4. Pour justifier de l’urgence, Mme A… fait valoir que la sanction doit être mise à exécution à compter du 8 juin prochain, qu’elle porte par nature une atteinte immédiate à la liberté d’aller et venir de l’intéressée et affecte directement sa vie personnelle et familiale.
5. Il résulte tout d’abord de l’instruction que, en l’absence de circonstances particulières qui, en l’espèce, ne ressortent pas des pièces soumises au juge des référés, une décision infligeant à un militaire une sanction de vingt jours d’arrêt, laquelle relève du premier groupe, n’est pas, à elle seule, constitutive d’une situation d’urgence. Si la sanction a pour effet de restreindre la liberté d’aller et venir de la requérante en dehors du quartier militaire pendant la durée de sa mise en œuvre, cette contrainte est inhérente à la nature de la sanction et limitée dans le temps. Elle implique seulement que l’intéressée ne peut regagner son domicile pour la nuit. Mme A… ne justifie par ailleurs d’aucune obligation de nature personnelle ou familiale susceptible de faire obstacle à l’exécution de la sanction, laquelle a déjà pris effet au 8 juin 2026. Il apparaît en outre que l’intéressée a déjà fait l’objet de sanctions du premier groupe, sous la forme d’arrêts sans sursis en août 2022 puis en août 2025. Pour ces différentes raisons, Mme A… n’établit pas l’existence d’une atteinte suffisamment grave et immédiate à ses intérêts caractérisant une situation d’urgence telle qu’elle justifierait l’intervention du juge des référés sur le fondement de l’article L. 521-1 du code de justice administrative sans attendre le jugement de la requête en annulation.
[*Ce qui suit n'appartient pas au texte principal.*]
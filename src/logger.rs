//! Console Logger
//!
//! `log` backend that writes to the browser console.

use log::{Level, LevelFilter, Log, Metadata, Record};
use wasm_bindgen::JsValue;

struct ConsoleLogger;

static LOGGER: ConsoleLogger = ConsoleLogger;

impl Log for ConsoleLogger {
    fn enabled(&self, metadata: &Metadata) -> bool {
        metadata.level() <= log::max_level()
    }

    fn log(&self, record: &Record) {
        if !self.enabled(record.metadata()) {
            return;
        }
        let line = JsValue::from(format!("{:<5} {}", record.level(), record.args()));
        match record.level() {
            Level::Error => web_sys::console::error_1(&line),
            Level::Warn => web_sys::console::warn_1(&line),
            Level::Info => web_sys::console::info_1(&line),
            Level::Debug | Level::Trace => web_sys::console::debug_1(&line),
        }
    }

    fn flush(&self) {}
}

/// Install the console logger. Unknown level names fall back to `info`.
pub fn init(level: &str) {
    let filter = parse_level(level);
    if log::set_logger(&LOGGER).is_ok() {
        log::set_max_level(filter);
    }
}

fn parse_level(level: &str) -> LevelFilter {
    level.trim().parse().unwrap_or(LevelFilter::Info)
}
6. Il résulte de ce qui précède que, sans qu’il soit besoin d’examiner l’autre condition fixée par l’article L. 521-1 du code de justice administrative, il y a lieu de rejeter les conclusions de la requête présentées aux fins de suspension par application des dispositions de l’article L. 522-3 du même code.
Sur les conclusions présentées sur le fondement de l’article L. 761-1 du code de justice administrative :
7. Les dispositions de l’article L. 761-1 du code de justice administrative font obstacle à ce que soit mise à la charge de l’Etat, qui n’est pas partie perdante dans la présente instance, la somme dont Mme A… demande le versement au titre des frais exposés et non compris dans les dépens.
O R D O N N E :
Article 1er : La requête n° 2604628 de Mme A… est rejetée.
Article 2 : La présente ordonnance sera notifiée à Mme B… A….
Copie sera transmise pour information à la ministre des Armées.
Fait à Bordeaux, le 8 juin 2026.
Le juge des référés,
M. Vaquero
La République mande et ordonne à la ministre des Armées en ce qui la concerne, ou à tous commissaires de justice à ce requis, en ce qui concerne les voies de droit commun contre les parties privées, de pourvoir à l’exécution de la présente ordonnance.